Annelere bu kadar yüklenmeyelim haydi, bana göre bir diğer suçlu masallar. Kız ve erkek çocukların masalları bile farklı. Erkek çocuklara kurşun askerler, hadi bilemediniz kırmızı başlıklı kız masalları anlatılırken kız çocuklarına anlattığımız masallara bakın bir de. Pamuk Prenses, Cindrella, Uyuyan Güzel vs. Hepsinde prenses yakışıklı prensle evlenir ve ömür boyu mutlu yaşarlar. Sanki mutluluğun tek şartı evlilik ve evlenince hep mutlu son oluyor. Bir tane de masal yok evlenince başlayan, yakışıklı prensin evlendikten sonra prenslikle alakası olmadığını keşfeden ve mutluluğun evliliğe endeksli olmadığını anlatan…
Şikâyet edip durmamın nedeni evliliğe tepki değil elbette. Tepkim çocukların, gençlerin evliliğe şartlı ve mutluluğun evliliğe bağlı yetiştirilmesine. Özellikle kızların evlilik eşittir başarı olarak görmesine sebebiyet veren yetiştirme şekline. Tamam, evlilik, doğru insanı bulabildiyseniz çok güzel ve çok huzurlu. Ama öyle çok kadın var ki, kendini evlenemediği (!) için son derece yetersiz hisseden ve özgüveni zedelenen, ya da sırf evlenebilmek için yanlış kişi olduğunu bile bile imza atan. Prensini bulmak için, gölde öpülmedik kurbağa bırakmayan ve bir sürü yanlış ve kendine göre tamamlanmamış ilişkiler sonucunda depresyon yaşayan. Mutsuz olduğu halde, evli kalmak uğruna bin türlü eziyete katlanan.
Şunu artık anlamamız ve çocuklarımıza da öğretmemiz lazım; Evlilik hayatımız için bir renk; bir şart değil. Mutluluğumuz bir başkasına ya da evliliğe endeksli hiç değil. Biz kendi içimizde mutlu olmayı bilmezsek, hiçbir evlilik bizi mutlu etmeye yeterli değil. Evlilik tozpembe bir masal değil. Mutlu evlilik için sadece yakışıklı prensler yeterli değil. Biz kendimize prensesler gibi bakmadıkça, karşımıza çıkacak insan da prens değil.
Yazan : Yeşim Varol Şen / Yaşam Koçu ve Evlilik Danışmanı
Evli değilim, hayatım yok mu şimdi?
hayat evlenince mi başlıyor?bence evleneceğiniz kişiye bağlı..
“evlilik”
bu hayata yeniden başlamak değil de,hayatın en güzel yerine isabet etmek olmalı..

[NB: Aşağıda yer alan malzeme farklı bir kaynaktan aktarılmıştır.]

//! The `library[version]/id` identifier grammar.
//!
//! One string form addresses libraries and their extensions uniformly across
//! manifests, dependency declarations and user-facing commands:
//!
//! - `diffsinger` — a library with no version constraint
//! - `diffsinger[1.2]` — a library at a specific version
//! - `diffsinger[1.2]/acoustic` — an extension inside that library
//! - `acoustic` — a bare local id, resolved against some ambient library
//!
//! Tokens (library ids, local ids) are restricted to ASCII alphanumerics
//! plus `_`, `-` and `.`, must be non-empty and must not start with `.`.

use std::fmt;
use std::str::FromStr;

use crate::error::{Error, Result};
use crate::version::VersionNumber;

/// Check whether a string is a valid library or extension id token.
pub fn is_valid_id(s: &str) -> bool {
    !s.is_empty()
        && !s.starts_with('.')
        && s.chars()
            .all(|c| c.is_ascii_alphanumeric() || matches!(c, '_' | '-' | '.'))
}

/// A parsed `library[version]/id` reference.
#[derive(Debug, Clone, Default, PartialEq, Eq, Hash)]
pub struct Identifier {
    library: Option<String>,
    version: Option<VersionNumber>,
    id: Option<String>,
}

impl Identifier {
    /// Reference a library, optionally pinned to a version.
    pub fn library(name: impl Into<String>, version: Option<VersionNumber>) -> Result<Self> {
        let name = name.into();
        if !is_valid_id(&name) {
            return Err(Error::identifier(&name, "invalid library id token"));
        }
        Ok(Self {
            library: Some(name),
            version,
            id: None,
        })
    }

    /// Reference an extension by bare local id, resolved against some
    /// ambient library (e.g. a sibling extension in the same manifest).
    pub fn local(id: impl Into<String>) -> Result<Self> {
        let id = id.into();
        if !is_valid_id(&id) {
            return Err(Error::identifier(&id, "invalid extension id token"));
        }
        Ok(Self {
            library: None,
            version: None,
            id: Some(id),
        })
    }

    /// Reference an extension inside a library.
    pub fn extension(
        library: impl Into<String>,
        version: Option<VersionNumber>,
        id: impl Into<String>,
    ) -> Result<Self> {
        let mut identifier = Self::library(library, version)?;
        let id = id.into();
        if !is_valid_id(&id) {
            return Err(Error::identifier(&id, "invalid extension id token"));
        }
        identifier.id = Some(id);
        Ok(identifier)
    }

    /// The library name, if present.
    pub fn library_name(&self) -> Option<&str> {
        self.library.as_deref()
    }

    /// The pinned version, if present. Absent means "no version constraint".
    pub fn version(&self) -> Option<&VersionNumber> {
        self.version.as_ref()
    }

    /// The local extension id, if present.
    pub fn local_id(&self) -> Option<&str> {
        self.id.as_deref()
    }

    /// Whether this reference names a library (with or without a local id).
    pub fn has_library(&self) -> bool {
        self.library.is_some()
    }
}

impl FromStr for Identifier {
    type Err = Error;

    fn from_str(s: &str) -> Result<Self> {
        let s = s.trim();
        if s.is_empty() {
            return Err(Error::identifier(s, "empty identifier"));
        }

        let (head, local) = match s.split_once('/') {
            Some((head, local)) => {
                if local.contains('/') {
                    return Err(Error::identifier(s, "more than one '/' separator"));
                }
                (head, Some(local))
            }
            None => (s, None),
        };

        let (name, version) = parse_versioned(head).map_err(|reason| Error::identifier(s, reason))?;

        match local {
            Some(local) => Self::extension(name, version, local),
            None if version.is_some() => Self::library(name, version),
            None => {
                // A bare token is ambiguous between a library and a local id;
                // treat it as a library reference, which covers dependency
                // declarations. Callers needing a bare local id construct it
                // explicitly.
                Self::library(name, None)
            }
        }
    }
}

/// Split `name[version]` into its parts. Returns the reason on failure.
fn parse_versioned(s: &str) -> std::result::Result<(&str, Option<VersionNumber>), String> {
    match s.find('[') {
        Some(open) => {
            if !s.ends_with(']') {
                return Err("unterminated version bracket".to_string());
            }
            let name = &s[..open];
            let version_str = &s[open + 1..s.len() - 1];
            let version = version_str
                .parse::<VersionNumber>()
                .map_err(|e| e.to_string())?;
            Ok((name, Some(version)))
        }
        None => {
            if s.contains(']') {
                return Err("unmatched ']'".to_string());
            }
            Ok((s, None))
        }
    }
}

impl fmt::Display for Identifier {
    fn fmt(&self, f: &mut fmt::Formatter<'_>) -> fmt::Result {
        if let Some(library) = &self.library {
            f.write_str(library)?;
            if let Some(version) = &self.version {
                write!(f, "[{version}]")?;
            }
            if let Some(id) = &self.id {
                write!(f, "/{id}")?;
            }
        } else if let Some(id) = &self.id {
            f.write_str(id)?;
        }
        Ok(())
    }
}

#[cfg(test)]
mod tests {
    use super::*;
    use pretty_assertions::assert_eq;

    #[test]
    fn test_is_valid_id() {
        assert!(is_valid_id("diffsinger"));
        assert!(is_valid_id("lib-1_2.x"));
        assert!(!is_valid_id(""));
        assert!(!is_valid_id(".hidden"));
        assert!(!is_valid_id("a/b"));
        assert!(!is_valid_id("a[1]"));
        assert!(!is_valid_id("sp ace"));
    }

    #[test]
    fn test_parse_bare_library() {
        let id: Identifier = "diffsinger".parse().unwrap();
        assert_eq!(id.library_name(), Some("diffsinger"));
        assert_eq!(id.version(), None);
        assert_eq!(id.local_id(), None);
    }

    #[test]
    fn test_parse_versioned_library() {
        let id: Identifier = "diffsinger[1.2]".parse().unwrap();
        assert_eq!(id.library_name(), Some("diffsinger"));
        assert_eq!(id.version(), Some(&VersionNumber::new(1, 2, 0, 0)));
    }

    #[test]
    fn test_parse_extension_reference() {
        let id: Identifier = "diffsinger[1.2.0.1]/acoustic".parse().unwrap();
        assert_eq!(id.library_name(), Some("diffsinger"));
        assert_eq!(id.version(), Some(&VersionNumber::new(1, 2, 0, 1)));
        assert_eq!(id.local_id(), Some("acoustic"));
    }

    #[test]
    fn test_parse_unversioned_extension_reference() {
        let id: Identifier = "diffsinger/acoustic".parse().unwrap();
        assert_eq!(id.library_name(), Some("diffsinger"));
        assert_eq!(id.version(), None);
        assert_eq!(id.local_id(), Some("acoustic"));
    }

    #[test]
    fn test_parse_rejects_malformed() {
        assert!("".parse::<Identifier>().is_err());
        assert!("lib[1.0".parse::<Identifier>().is_err());
        assert!("lib]1.0[".parse::<Identifier>().is_err());
        assert!("lib[abc]".parse::<Identifier>().is_err());
        assert!("a/b/c".parse::<Identifier>().is_err());
        assert!("[1.0]".parse::<Identifier>().is_err());
    }

    #[test]
    fn test_local_reference() {
        let id = Identifier::local("acoustic").unwrap();
        assert_eq!(id.library_name(), None);
        assert_eq!(id.local_id(), Some("acoustic"));
        assert!(!id.has_library());
        assert_eq!(id.to_string(), "acoustic");

        assert!(Identifier::local("a/b").is_err());
    }

    #[test]
    fn test_display_round_trip() {
        for text in ["diffsinger", "diffsinger[1.2]", "diffsinger[1.2]/acoustic"] {
            let id: Identifier = text.parse().unwrap();
            assert_eq!(id.to_string(), text);
        }
    }
}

Gerçekçi bir yazı. özellikle son paragrafı sindire sindire birkaç kez okumak gerekiyor. teşekkürler
Bence çok doğru bir yazı gerçekten bu olayları herkes hayatının bir evresinde yaşıyor bence bu bilinci değiştirmek lazım.yazı için teşekkürler…
Sayın yazar gerçekten çok önemli konularda doğru analizler yapıp, mükemmel tespitlerde bulunmuşsunuz. hayatın evlilikten ibaret olmadığını, sırf o makama erinmek için evlnmek zorunluluğunun anlamsızlığından gayet güzel bir şekilde bahsetmişsiniz. günümüzde bile bu üzerinde durduğunuz konu kronik sancımız olarak devam ediyor. daha 22’lerde olmama rağmen annem sanki evde kalmışım (erkeğim bu arada :p) nutuklarıyla mahalleyi inletiyor :)
ne diyeyim keşke annem de bu yazıyı okusaydı da üzerimdeki yük de azalsaydı :))
Aslında insanlar bunları anlaması
için birşeylerin olması gerek ya.
bazıları bu konuyu anladım der.
ama birşey öğrenmemiştir bu konu değil
ama başka konuda başıma geldi
Bence gercekten ruh ikizini bulduktan sonra hayatta en tatlı en huzurlu seydır evlenmek.. arkadaslar sevmek sevılmek hayatın en guzel kademesi. onemli olan zor ask ben yasıyorum butun englellere katlanıcam cunku seviyorum..
“biz kendimize prensesler gibi bakmadıkça, karşımıza çıkacak adam da prens değil…”
+1
Evliliğin yaşı, zamanı yoktur. yaşın geldi, zamanı geldi evlen baskıları mutsuz yuvaların kurulmasına neden oluyor.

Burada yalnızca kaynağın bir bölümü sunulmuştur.